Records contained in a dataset
// src/store.rs
//! The tabular quote store: one `Name,Quote,Link to Bio` row per quote,
//! written by the scraper and read back as the game's quote pool.

use std::{
    fs::File,
    io::{self, BufWriter, Read, Write},
    path::Path,
};

use serde::{Deserialize, Serialize};

use crate::config::consts::{BIO_HEADER, HEADERS, NAME_HEADER, QUOTE_HEADER, STORE_SEP};
use crate::csv::{header_positions, parse_rows, write_row};
use crate::error::{Error, Result};
use crate::file::{open_file, OpenMode};

#[derive(Clone, Debug, PartialEq, Eq, Serialize, Deserialize)]
pub struct QuoteRecord {
    #[serde(rename = "Name")]
    pub author_name: String,
    #[serde(rename = "Quote")]
    pub quote_text: String,
    #[serde(rename = "Link to Bio")]
    pub bio_url: String,
}

impl QuoteRecord {
    pub fn new(author_name: impl Into<String>, quote_text: impl Into<String>, bio_url: impl Into<String>) -> Self {
        Self {
            author_name: author_name.into(),
            quote_text: quote_text.into(),
            bio_url: bio_url.into(),
        }
    }

    fn as_row(&self) -> [&str; 3] {
        [&self.author_name, &self.quote_text, &self.bio_url]
    }
}

/* ---------------- Writing ---------------- */

/// Streaming writer: the header goes out on creation, every record is
/// flushed as soon as it is appended.
pub struct QuoteSink<W: Write> {
    out: BufWriter<W>,
    written: usize,
}

impl<W: Write> QuoteSink<W> {
    pub fn new(inner: W) -> io::Result<Self> {
        let mut out = BufWriter::new(inner);
        write_row(&mut out, &HEADERS, STORE_SEP)?;
        out.flush()?;
        Ok(Self { out, written: 0 })
    }

    pub fn append(&mut self, record: &QuoteRecord) -> io::Result<()> {
        write_row(&mut self.out, &record.as_row(), STORE_SEP)?;
        self.out.flush()?;
        self.written += 1;
        Ok(())
    }

    pub fn written(&self) -> usize {
        self.written
    }

    /// Flush and hand back the underlying writer.
    pub fn finish(self) -> io::Result<W> {
        self.out.into_inner().map_err(|e| e.into_error())
    }
}

impl QuoteSink<File> {
    /// Create (or truncate) the store at `path`.
    pub fn create(path: &Path) -> Result<Self> {
        let file = open_file(path, OpenMode::Write)?;
        Ok(Self::new(file)?)
    }

    /// Flush, then push the bytes to disk before closing.
    pub fn close(self) -> Result<usize> {
        let written = self.written;
        let file = self.finish()?;
        file.sync_all()?;
        Ok(written)
    }
}

/* ---------------- Reading ---------------- */

/// Load the quote pool from `path`. Columns are located by header name.
pub fn load_quotes(path: &Path) -> Result<Vec<QuoteRecord>> {
    let mut text = s!();
    {
        let mut file = open_file(path, OpenMode::Read)?;
        file.read_to_string(&mut text)?;
    }
    let label = path.display().to_string();
    let quotes = parse_quotes(&text, &label)?;
    if quotes.is_empty() {
        return Err(Error::EmptyPool { path: label });
    }
    logf!("Store: loaded {} quotes from {}", quotes.len(), label);
    Ok(quotes)
}

/// Parse store text; `label` only feeds error messages.
pub fn parse_quotes(text: &str, label: &str) -> Result<Vec<QuoteRecord>> {
    let malformed = |row: usize, reason: String| Error::MalformedRecord { path: s!(label), row, reason };

    let mut rows = parse_rows(text, STORE_SEP).into_iter();
    let header = rows.next().ok_or_else(|| malformed(1, s!("missing header row")))?;
    let cols = header_positions(&header, &[NAME_HEADER, QUOTE_HEADER, BIO_HEADER])
        .map_err(|reason| malformed(1, reason))?;

    let mut quotes = Vec::new();
    for (i, row) in rows.enumerate() {
        let row_no = i + 2;
        let field = |col: usize, name: &str| {
            row.get(col).cloned().ok_or_else(|| malformed(row_no, format!("missing `{name}` field")))
        };
        let record = QuoteRecord {
            author_name: field(cols[0], NAME_HEADER)?,
            quote_text: field(cols[1], QUOTE_HEADER)?,
            bio_url: field(cols[2], BIO_HEADER)?,
        };
        if record.author_name.split_whitespace().next().is_none() {
            return Err(malformed(row_no, s!("blank author name")));
        }
        quotes.push(record);
    }
    Ok(quotes)
}
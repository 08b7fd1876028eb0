// src/scrape.rs
use std::{io::Write, path::Path, thread, time::Duration};

use scraper::ElementRef;

use crate::{
    config::consts::{AUTHOR_CLASS, NEXT_PAGE_CLASS, QUOTE_CLASS, TEXT_CLASS},
    config::options::Options,
    core::html::{anchor_href, child_text_by_class},
    core::net::resolve_url,
    core::{Document, Fetch},
    error::{Error, Result},
    progress::Progress,
    store::{QuoteRecord, QuoteSink},
};

/// Where the pagination loop currently stands.
struct ScrapeCursor {
    document: Document,
    page_exists: bool,
    page_number: u32,
}

impl ScrapeCursor {
    fn new(start: Document) -> Self {
        Self { document: start, page_exists: true, page_number: 1 }
    }
}

pub struct Scraper<'a, F: Fetch> {
    fetcher: &'a mut F,
    base_url: &'a str,
    delay: Duration,
}

impl<'a, F: Fetch> Scraper<'a, F> {
    pub fn new(fetcher: &'a mut F, base_url: &'a str, delay: Duration) -> Self {
        Self { fetcher, base_url, delay }
    }

    pub fn from_options(fetcher: &'a mut F, options: &'a Options) -> Self {
        Self::new(fetcher, &options.base_url, options.delay)
    }

    /// Fetch the site root and walk every page from there.
    pub fn scrape_site<W: Write>(
        &mut self,
        sink: &mut QuoteSink<W>,
        progress: &mut dyn Progress,
    ) -> Result<Vec<QuoteRecord>> {
        let start = self.fetcher.fetch(self.base_url)?;
        self.scrape_all(start, sink, progress)
    }

    /// Walk "next" links from `start` until a page has none, appending each
    /// quote to `sink` as soon as it is extracted. Fetch and extraction errors abort the walk;
    /// rows already written stay in the sink.
    pub fn scrape_all<W: Write>(
        &mut self,
        start: Document,
        sink: &mut QuoteSink<W>,
        progress: &mut dyn Progress,
    ) -> Result<Vec<QuoteRecord>> {
        let mut cursor = ScrapeCursor::new(start);
        let mut records = Vec::new();

        while cursor.page_exists {
            progress.page(cursor.page_number, cursor.document.url());

            let mut on_page = 0;
            for item in cursor.document.all_by_class(QUOTE_CLASS)? {
                let record = self.extract_record(&cursor.document, item)?;
                sink.append(&record)?;
                progress.record(&record);
                records.push(record);
                on_page += 1;
            }
            logf!("Scrape: page {} -> {} quotes", cursor.page_number, on_page);

            if !self.delay.is_zero() {
                thread::sleep(self.delay);
            }
            self.advance(&mut cursor)?;
        }

        progress.finish(cursor.page_number, records.len());
        Ok(records)
    }

    /// Follow the "next" link if there is one.
    fn advance(&mut self, cursor: &mut ScrapeCursor) -> Result<()> {
        let next_href = match cursor.document.find_by_class(NEXT_PAGE_CLASS)? {
            Some(next) => anchor_href(next)?,
            None => None,
        };

        match next_href {
            Some(href) => {
                let url = resolve_url(self.base_url, &href)?;
                cursor.document = self.fetcher.fetch(&url)?;
                cursor.page_number += 1;
            }
            None => cursor.page_exists = false,
        }
        Ok(())
    }

    fn extract_record(&self, doc: &Document, item: ElementRef<'_>) -> Result<QuoteRecord> {
        let author_name = child_text_by_class(item, AUTHOR_CLASS)?.ok_or_else(|| doc.missing(AUTHOR_CLASS))?;
        let quote_text = child_text_by_class(item, TEXT_CLASS)?.ok_or_else(|| doc.missing(TEXT_CLASS))?;
        let href = anchor_href(item)?.ok_or_else(|| Error::MissingElement {
            class: s!("a[href]"),
            url: s!(doc.url()),
        })?;
        let bio_url = resolve_url(self.base_url, &href)?;
        Ok(QuoteRecord { author_name, quote_text, bio_url })
    }
}

/// Scrape the whole site into a fresh store at `path`.
/// Returns how many quotes were written.
pub fn update_csv<F: Fetch>(
    fetcher: &mut F,
    options: &Options,
    path: &Path,
    progress: &mut dyn Progress,
) -> Result<usize> {
    let mut sink = QuoteSink::create(path)?;
    let scraped = Scraper::from_options(fetcher, options).scrape_site(&mut sink, progress);
    match scraped {
        Ok(_) => {
            let written = sink.close()?;
            logf!("Scrape: wrote {written} quotes to {}", path.display());
            Ok(written)
        }
        Err(e) => {
            loge!("Scrape: aborted after {} quotes: {e}", sink.written());
            let _ = sink.close();
            Err(e)
        }
    }
}
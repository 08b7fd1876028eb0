// src/macros.rs
#[macro_export]
macro_rules! s {
    // String shorthand: s!() is empty, s!(x) is String::from(x)
    () => {
        ::std::string::String::new()
    };
    ($expr:expr) => {
        ::std::string::String::from($expr)
    };
}

#[macro_export]
macro_rules! join {
    // Concatenate any number of &str pieces into one owned String
    ($first:expr $(, $rest:expr)+ $(,)?) => {{
        let mut out = ::std::string::String::from($first);
        $(
            out.push_str($rest);
        )+
        out
    }};
}
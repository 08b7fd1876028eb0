// tests/common/mod.rs
#![allow(dead_code)]

use std::collections::HashMap;
use std::fs;
use std::path::{Path, PathBuf};

use who_said_it::core::{Document, Fetch};
use who_said_it::store::QuoteRecord;
use who_said_it::{Error, Result};

pub const BASE: &str = "http://quotes.test";
pub const EINSTEIN_BIO: &str = "http://quotes.test/author/Albert-Einstein";

/// In-memory site: URL -> HTML. Every request is recorded; unknown URLs are 404s.
#[derive(Default)]
pub struct FixtureFetcher {
    pages: HashMap<String, String>,
    pub hits: Vec<String>,
}

impl FixtureFetcher {
    pub fn with_page(mut self, url: &str, html: String) -> Self {
        self.pages.insert(url.to_string(), html);
        self
    }

    pub fn hits_for(&self, url: &str) -> usize {
        self.hits.iter().filter(|u| *u == url).count()
    }
}

impl Fetch for FixtureFetcher {
    fn fetch(&mut self, url: &str) -> Result<Document> {
        self.hits.push(url.to_string());
        match self.pages.get(url) {
            Some(html) => Ok(Document::parse(url, html)),
            None => Err(Error::HttpStatus { url: url.to_string(), status: 404 }),
        }
    }
}

pub fn page_url(n: u32) -> String {
    if n == 1 { BASE.to_string() } else { format!("{BASE}/page/{n}/") }
}

fn quote_block(text: &str, author: &str) -> String {
    let slug = author.replace(' ', "-");
    format!(
        r#"<div class="quote" itemscope>
             <span class="text" itemprop="text">{text}</span>
             <span>by <small class="author" itemprop="author">{author}</small>
               <a href="/author/{slug}">(about)</a></span>
           </div>"#
    )
}

/// Page `n` of `total`, with `authors.len()` quotes. Only the last page lacks a "next" link.
pub fn quotes_page(n: u32, total: u32, authors: &[&str]) -> String {
    let quotes: String = authors
        .iter()
        .enumerate()
        .map(|(i, a)| quote_block(&format!("“Quote {n}-{i}, with a comma.”"), a))
        .collect();
    let next = if n < total {
        format!(r#"<li class="next"><a href="/page/{}/">Next <span>→</span></a></li>"#, n + 1)
    } else {
        String::new()
    };
    format!(
        r#"<html><body><div class="col-md-8">{quotes}
           <nav><ul class="pager">{next}</ul></nav></div></body></html>"#
    )
}

pub fn einstein_bio() -> String {
    r#"<html><body><div class="author-details">
         <h3 class="author-title">Albert Einstein</h3>
         <p><strong>Born:</strong> <span class="author-born-date">March 14, 1879</span>
            <span class="author-born-location">in Ulm, Germany</span></p>
         <div class="author-description">
           In 1879, Albert Einstein was born in Ulm. Einstein later moved to Switzerland.
         </div>
       </div></body></html>"#
        .to_string()
}

/// A `total`-page site plus the Einstein bio page.
pub fn site(total: u32, authors: &[&str]) -> FixtureFetcher {
    let mut f = FixtureFetcher::default().with_page(EINSTEIN_BIO, einstein_bio());
    for n in 1..=total {
        f = f.with_page(&page_url(n), quotes_page(n, total, authors));
    }
    f
}

pub fn einstein() -> QuoteRecord {
    QuoteRecord::new(
        "Albert Einstein",
        "“The world as we have created it is a process of our thinking.”",
        EINSTEIN_BIO,
    )
}

pub fn read(dir: &Path, name: &str) -> String {
    fs::read_to_string(dir.join(name)).unwrap()
}

pub fn path(dir: &Path, name: &str) -> PathBuf {
    dir.join(name)
}
// src/config/consts.rs

// Net config
pub const BASE_URL: &str = "http://quotes.toscrape.com";
pub const USER_AGENT: &str = "who_said_it/0.1";
pub const HTTP_TIMEOUT_SECS: u64 = 15;

// Scrape
pub const REQUEST_DELAY_MS: u64 = 1_000; // be polite
pub const QUOTE_CLASS: &str = "quote";
pub const AUTHOR_CLASS: &str = "author";
pub const TEXT_CLASS: &str = "text";
pub const NEXT_PAGE_CLASS: &str = "next";

// Author bio page
pub const BORN_DATE_CLASS: &str = "author-born-date";
pub const BORN_LOCATION_CLASS: &str = "author-born-location";
pub const DESCRIPTION_CLASS: &str = "author-description";

// Tabular store
pub const NAME_HEADER: &str = "Name";
pub const QUOTE_HEADER: &str = "Quote";
pub const BIO_HEADER: &str = "Link to Bio";
pub const HEADERS: [&str; 3] = [NAME_HEADER, QUOTE_HEADER, BIO_HEADER];
pub const STORE_SEP: char = ',';
pub const STORE_EXT: &str = "csv";

// Game
pub const MAX_GUESSES: u8 = 5;
pub const SAVE_SIGNAL: &str = "s";
pub const NEW_GAME_SIGNAL: &str = "n";
pub const SAVE_EXT: &str = "json";
pub const REDACTION: &str = "___";

// Logging
pub const DEFAULT_LOG_FILE: &str = "who_said_it.log";
// src/game/state.rs
use crate::config::consts::{MAX_GUESSES, SAVE_SIGNAL};
use crate::store::QuoteRecord;

use super::hint::HintTier;

/// Whitespace tokens of the author's name used by the hints.
/// With fewer than three tokens `middle` is the same token as `last`.
#[derive(Clone, Debug, PartialEq, Eq)]
pub struct NameParts {
    pub first: String,
    pub middle: String,
    pub last: String,
}

impl NameParts {
    /// `None` when the name has no tokens at all.
    pub fn split(full: &str) -> Option<Self> {
        let tokens: Vec<&str> = full.split_whitespace().collect();
        let first = *tokens.first()?;
        let last = *tokens.last()?;
        let middle = if tokens.len() >= 3 { tokens[1] } else { last };
        Some(Self { first: s!(first), middle: s!(middle), last: s!(last) })
    }
}

#[derive(Clone, Copy, Debug, PartialEq, Eq)]
pub enum Phase {
    AwaitingGuess,
    Won,
    Exhausted,
    RoundEndPrompt,
    SavedExit,
}

#[derive(Debug, Clone, PartialEq, Eq, thiserror::Error)]
pub enum StateError {
    #[error("author name is empty")]
    EmptyAuthor,
    #[error("{found} guesses remaining is more than the maximum of {max}")]
    TooManyGuesses { found: u8, max: u8 },
}

#[derive(Clone, Debug, PartialEq, Eq)]
pub struct GameState {
    record: QuoteRecord,
    remaining: u8,
    names: NameParts,
}

impl GameState {
    pub fn new(record: QuoteRecord, remaining: u8) -> Result<Self, StateError> {
        if remaining > MAX_GUESSES {
            return Err(StateError::TooManyGuesses { found: remaining, max: MAX_GUESSES });
        }
        let names = NameParts::split(&record.author_name).ok_or(StateError::EmptyAuthor)?;
        Ok(Self { record, remaining, names })
    }

    /// A new round on `record` with every guess still available.
    pub fn fresh(record: QuoteRecord) -> Result<Self, StateError> {
        Self::new(record, MAX_GUESSES)
    }

    pub fn record(&self) -> &QuoteRecord {
        &self.record
    }

    pub fn author(&self) -> &str {
        &self.record.author_name
    }

    pub fn remaining(&self) -> u8 {
        self.remaining
    }

    pub fn names(&self) -> &NameParts {
        &self.names
    }

    pub fn phase(&self) -> Phase {
        if self.remaining == 0 { Phase::Exhausted } else { Phase::AwaitingGuess }
    }

    /// Case-insensitive comparison against the full author name.
    pub fn is_correct(&self, guess: &str) -> bool {
        guess.to_lowercase() == self.record.author_name.to_lowercase()
    }
}

/// What the player typed while a guess was expected.
#[derive(Clone, Debug, PartialEq, Eq)]
pub enum Command {
    Save,
    Guess(String),
}

impl Command {
    /// Surrounding whitespace is dropped here; guesses are stored trimmed.
    pub fn parse(input: &str) -> Self {
        let input = input.trim();
        if input.eq_ignore_ascii_case(SAVE_SIGNAL) {
            Command::Save
        } else {
            Command::Guess(s!(input))
        }
    }
}

#[derive(Clone, Debug, PartialEq, Eq)]
pub enum Transition {
    Save(GameState),
    Won(GameState),
    /// `hint` is keyed to the count *after* the decrement.
    Wrong { state: GameState, hint: HintTier },
}

impl Transition {
    pub fn phase(&self) -> Phase {
        match self {
            Transition::Save(_) => Phase::SavedExit,
            Transition::Won(_) => Phase::Won,
            Transition::Wrong { state, .. } => state.phase(),
        }
    }

    pub fn state(&self) -> &GameState {
        match self {
            Transition::Save(state) | Transition::Won(state) | Transition::Wrong { state, .. } => state,
        }
    }
}

/// The round's transition function. Only meaningful in `AwaitingGuess`;
/// the count never drops below zero.
pub fn step(state: GameState, command: Command) -> Transition {
    match command {
        Command::Save => Transition::Save(state),
        Command::Guess(guess) if state.is_correct(&guess) => Transition::Won(state),
        Command::Guess(_) => {
            let mut state = state;
            state.remaining = state.remaining.saturating_sub(1);
            let hint = HintTier::for_remaining(state.remaining);
            Transition::Wrong { state, hint }
        }
    }
}
// tests/cli.rs
mod common;

use std::time::Duration;

use common::*;
use who_said_it::cli::{parse_from, run_with};
use who_said_it::game::SessionEnd;
use who_said_it::progress::NullProgress;
use who_said_it::prompt::Scripted;
use who_said_it::Error;

fn options(dir: &std::path::Path) -> who_said_it::config::options::Options {
    let mut o = parse_from(
        ["--url", BASE, "--delay-ms", "0", "--seed", "9", "--no-log"].map(String::from),
    )
    .unwrap();
    o.data_dir = dir.to_path_buf();
    o
}

#[test]
fn scrape_then_play_from_the_new_file() {
    let dir = tempfile::tempdir().unwrap();
    let opts = options(dir.path());
    assert_eq!(opts.delay, Duration::ZERO);
    let mut fetcher = site(2, &["Albert Einstein", "Albert Einstein"]);
    let mut prompt = Scripted::new([
        "",
        "yes",
        "quotes",
        "quotes.csv",
        "quotes.csv",
        "n",
        "Albert Einstein",
        "n",
    ]);

    let end = run_with(&opts, &mut prompt, &mut fetcher, &mut NullProgress).unwrap();
    assert_eq!(end, SessionEnd::Declined);

    let out = prompt.transcript();
    assert!(out.contains("Again, enter y or n if you do or do not want a CSV file updated with new quotes (y/n): "));
    assert!(out.contains("Created quotes.csv in the current directory."));
    assert!(out.contains("You guessed correctly! Congratulations!"));
    assert_eq!(read(dir.path(), "quotes.csv").lines().count(), 5);
}

#[test]
fn skipping_the_scrape_never_touches_the_network() {
    let dir = tempfile::tempdir().unwrap();
    let opts = options(dir.path());
    std::fs::write(
        path(dir.path(), "pool.csv"),
        format!("Name,Quote,Link to Bio\nAlbert Einstein,\"“Q, one.”\",{EINSTEIN_BIO}\n"),
    )
    .unwrap();
    let mut fetcher = FixtureFetcher::default();
    let mut prompt = Scripted::new(["n", "pool.csv", "n", "Albert Einstein", "n"]);

    run_with(&opts, &mut prompt, &mut fetcher, &mut NullProgress).unwrap();
    assert!(fetcher.hits.is_empty());
    assert!(prompt.transcript().contains("“Q, one.”"));
}

#[test]
fn missing_store_is_a_fatal_file_error() {
    let dir = tempfile::tempdir().unwrap();
    let opts = options(dir.path());
    let mut fetcher = FixtureFetcher::default();
    let mut prompt = Scripted::new(["n", "nope.csv"]);

    let err = run_with(&opts, &mut prompt, &mut fetcher, &mut NullProgress).unwrap_err();
    assert!(matches!(err, Error::FileNotFound { .. }));
    assert!(err.is_fatal_file_error());
}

▶ **ASSIGNMENT**
Say how many lines of the entries above include the word "format", giving the number alone.

▶ **PROBLEM SOLUTION**
7